A quarter of all mortgage applications are declined.  Here are some tips to ensure that you’re not amongst them and, if you are, they’ll show you how to become more attractive to the credit analysts who have power over your loan.

One of the key reasons a bank will reject your loan application is if it decides you don’t earn enough to repay the loan.

The following suggestions may help you overcome this serviceability problem

  • Shop around.  Every lender has its own serviceability calculator by which it qualifies borrowers.  Some lenders assess serviceability at a lower interest rate than others consequently income which may be inadequate to one, could be acceptable to another. Your broker has access to all the lenders’ calculators.
  • Boost your income by including “add backs”.  This is money available to you, but which you do not receive in your pay packet such as salary sacrificed super.  Company provided vehicles can also be added to your salary.   If you are self employed you can also add back such things as depreciation and some interest payments.
  • Take an interest only loan.  This can save between $200 and $300 a month in repayments compared with principal and interest loans.
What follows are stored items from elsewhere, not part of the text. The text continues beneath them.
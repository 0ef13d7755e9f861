#[derive(Debug, thiserror::Error)]
pub enum Error {
    #[cfg(feature = "prometheus")]
    #[error(transparent)]
    Prometheus(#[from] metrics_exporter_prometheus::BuildError),
    #[error("metrics recorder already installed")]
    AlreadyInstalled,
}

pub type Result<T> = std::result::Result<T, Error>;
An extra $300 a month can dramatically increase your serviceability score.
  • Reduce your credit card limits.  Lenders determine how much debt you have by assuming your credit cards are drawn to their limits.  Cutting your credit card limits in half reduces the debt by half.
  • Consolidate existing debts to reduce repayments
  • Lodge a cash deposit to cover 1 year’s interest
  • Take a honeymoon rate.  The low initial rate can improve your serviceability score.
  • Show the purchase or sale of real estate assets as income, not capital gains.  Talk to your accountant about this one.
  • Include expected rental returns and negative gearing benefits as income.  Some lenders take negative gearing benefits into account, others do not.  Find a lender who does. Your broker will know.
  • Add value to existing assets to increase the security value
  • Use shared equity. Get parents to help out, or use one of the new products available.
  • Try a lo doc loan. These are good if you lack up to date financial records.  But never inflate your earnings beyond reality.  You could find yourself the subject of fraud investigations.  The tax office may also decide to audit your affairs if your loan application suggests you earn more than you have declared.